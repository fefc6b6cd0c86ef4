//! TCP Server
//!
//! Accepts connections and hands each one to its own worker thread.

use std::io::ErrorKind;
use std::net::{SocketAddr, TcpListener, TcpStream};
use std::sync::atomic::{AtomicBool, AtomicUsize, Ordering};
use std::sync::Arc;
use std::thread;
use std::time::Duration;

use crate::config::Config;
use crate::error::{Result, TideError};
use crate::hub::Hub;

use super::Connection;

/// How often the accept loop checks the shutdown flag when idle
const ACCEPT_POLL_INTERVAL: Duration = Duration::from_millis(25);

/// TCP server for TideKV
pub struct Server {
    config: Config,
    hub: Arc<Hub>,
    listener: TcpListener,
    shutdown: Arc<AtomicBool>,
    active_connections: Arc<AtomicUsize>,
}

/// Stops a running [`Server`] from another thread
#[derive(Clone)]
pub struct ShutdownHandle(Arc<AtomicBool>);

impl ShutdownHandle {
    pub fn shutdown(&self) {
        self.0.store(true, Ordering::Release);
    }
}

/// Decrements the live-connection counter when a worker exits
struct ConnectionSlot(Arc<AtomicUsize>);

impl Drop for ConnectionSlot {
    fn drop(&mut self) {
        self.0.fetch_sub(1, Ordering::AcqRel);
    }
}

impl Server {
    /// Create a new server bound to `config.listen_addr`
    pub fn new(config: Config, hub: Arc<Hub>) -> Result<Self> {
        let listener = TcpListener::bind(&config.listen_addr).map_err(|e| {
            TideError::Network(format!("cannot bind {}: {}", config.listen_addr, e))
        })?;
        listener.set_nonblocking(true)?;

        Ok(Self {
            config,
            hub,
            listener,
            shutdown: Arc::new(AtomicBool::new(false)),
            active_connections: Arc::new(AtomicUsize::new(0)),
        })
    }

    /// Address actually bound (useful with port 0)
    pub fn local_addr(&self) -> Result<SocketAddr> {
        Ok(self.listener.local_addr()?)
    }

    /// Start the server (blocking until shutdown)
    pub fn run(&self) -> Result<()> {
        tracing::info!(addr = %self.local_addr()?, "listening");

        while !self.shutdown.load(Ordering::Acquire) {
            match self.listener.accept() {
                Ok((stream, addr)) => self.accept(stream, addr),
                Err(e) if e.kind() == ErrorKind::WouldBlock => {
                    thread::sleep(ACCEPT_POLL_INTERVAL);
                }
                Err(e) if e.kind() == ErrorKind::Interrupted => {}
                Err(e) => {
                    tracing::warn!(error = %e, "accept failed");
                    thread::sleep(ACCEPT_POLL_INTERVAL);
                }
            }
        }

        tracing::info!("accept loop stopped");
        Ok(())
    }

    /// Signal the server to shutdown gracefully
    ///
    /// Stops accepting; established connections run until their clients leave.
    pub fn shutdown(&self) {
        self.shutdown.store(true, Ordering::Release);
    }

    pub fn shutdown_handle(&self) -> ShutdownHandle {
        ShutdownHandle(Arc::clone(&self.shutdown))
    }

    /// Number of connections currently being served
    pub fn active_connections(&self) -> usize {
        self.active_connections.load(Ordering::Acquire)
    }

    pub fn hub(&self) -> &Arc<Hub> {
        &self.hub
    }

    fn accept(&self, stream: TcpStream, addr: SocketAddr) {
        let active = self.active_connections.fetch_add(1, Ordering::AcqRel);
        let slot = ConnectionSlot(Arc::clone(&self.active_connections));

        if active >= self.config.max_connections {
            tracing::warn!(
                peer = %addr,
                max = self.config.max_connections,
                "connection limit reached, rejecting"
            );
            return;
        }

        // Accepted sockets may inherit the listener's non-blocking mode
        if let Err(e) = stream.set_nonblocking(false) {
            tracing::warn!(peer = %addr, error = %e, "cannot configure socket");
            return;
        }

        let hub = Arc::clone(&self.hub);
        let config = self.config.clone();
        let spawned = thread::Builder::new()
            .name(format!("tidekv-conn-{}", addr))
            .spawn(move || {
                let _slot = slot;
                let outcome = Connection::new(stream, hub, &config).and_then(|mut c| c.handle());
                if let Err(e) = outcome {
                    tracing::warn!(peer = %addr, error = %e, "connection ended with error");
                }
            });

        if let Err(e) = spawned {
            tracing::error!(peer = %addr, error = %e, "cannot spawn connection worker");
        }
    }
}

### WHAT IS REQUIRED
Going through the data above, return each line with the word "bind".

### WRITTEN RESPONSE
        let listener = TcpListener::bind(&config.listen_addr).map_err(|e| {
            TideError::Network(format!("cannot bind {}: {}", config.listen_addr, e))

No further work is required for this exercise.